Write out the entries again. Match each one exactly.

──────── DATA FOR THIS TASK ────────

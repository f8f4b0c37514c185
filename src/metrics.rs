use anyhow::{Context, Result};
use metrics_exporter_prometheus::{PrometheusBuilder, PrometheusHandle};
use std::path::Path;

/// Prometheus recorder for a one-shot batch run.
/// The exposition text is dumped to a file for a textfile collector to pick up.
pub struct Metrics {
    pub handle: PrometheusHandle,
}

impl Metrics {
    /// Install the global Prometheus recorder. Call once per process.
    pub fn init() -> Result<Self> {
        let handle = PrometheusBuilder::new()
            .install_recorder()
            .context("prometheus: install recorder")?;
        Ok(Self { handle })
    }

    pub fn render(&self) -> String {
        self.handle.render()
    }

    /// Write the current exposition text to `path` (tmp + rename).
    pub fn write_textfile(&self, path: &Path) -> Result<()> {
        if let Some(dir) = path.parent().filter(|d| !d.as_os_str().is_empty()) {
            std::fs::create_dir_all(dir)
                .with_context(|| format!("creating metrics dir {}", dir.display()))?;
        }
        let tmp = path.with_extension("prom.tmp");
        std::fs::write(&tmp, self.render())
            .with_context(|| format!("writing {}", tmp.display()))?;
        std::fs::rename(&tmp, path)
            .with_context(|| format!("replacing metrics file {}", path.display()))?;
        Ok(())
    }
}
// src/lib.rs
// Public library surface for the binary and integration tests.

pub mod config;
pub mod metrics;
pub mod scout;

// ---- Re-exports for stable public API ----
pub use crate::config::{default_queries, load_queries, ScoutSettings};
pub use crate::scout::providers::BraveSearchProvider;
pub use crate::scout::scoring::score;
pub use crate::scout::snapshot::{FileSnapshotSink, MemorySink, SnapshotSink};
pub use crate::scout::types::{
    Opportunity, Query, ResultSnapshot, SearchHit, SearchOptions, SearchProvider,
};
pub use crate::scout::{execute, run_once, RunOutcome};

────────

ANSWER TO THE PROBLEM:
repository f8f4b0c37514c185
filename src/metrics.rs
use anyhow::{Context, Result};
use metrics_exporter_prometheus::{PrometheusBuilder, PrometheusHandle};
use std::path::Path;

/// Prometheus recorder for a one-shot batch run.
/// The exposition text is dumped to a file for a textfile collector to pick up.
pub struct Metrics {
    pub handle: PrometheusHandle,
}

impl Metrics {
    /// Install the global Prometheus recorder. Call once per process.
    pub fn init() -> Result<Self> {
        let handle = PrometheusBuilder::new()
            .install_recorder()
            .context("prometheus: install recorder")?;
        Ok(Self { handle })
    }

    pub fn render(&self) -> String {
        self.handle.render()
    }

    /// Write the current exposition text to `path` (tmp + rename).
    pub fn write_textfile(&self, path: &Path) -> Result<()> {
        if let Some(dir) = path.parent().filter(|d| !d.as_os_str().is_empty()) {
            std::fs::create_dir_all(dir)
                .with_context(|| format!("creating metrics dir {}", dir.display()))?;
        }
        let tmp = path.with_extension("prom.tmp");
        std::fs::write(&tmp, self.render())
            .with_context(|| format!("writing {}", tmp.display()))?;
        std::fs::rename(&tmp, path)
            .with_context(|| format!("replacing metrics file {}", path.display()))?;
        Ok(())
    }
}
// src/lib.rs
// Public library surface for the binary and integration tests.

pub mod config;
pub mod metrics;
pub mod scout;

// ---- Re-exports for stable public API ----
pub use crate::config::{default_queries, load_queries, ScoutSettings};
pub use crate::scout::providers::BraveSearchProvider;
pub use crate::scout::scoring::score;
pub use crate::scout::snapshot::{FileSnapshotSink, MemorySink, SnapshotSink};
pub use crate::scout::types::{
    Opportunity, Query, ResultSnapshot, SearchHit, SearchOptions, SearchProvider,
};
pub use crate::scout::{execute, run_once, RunOutcome};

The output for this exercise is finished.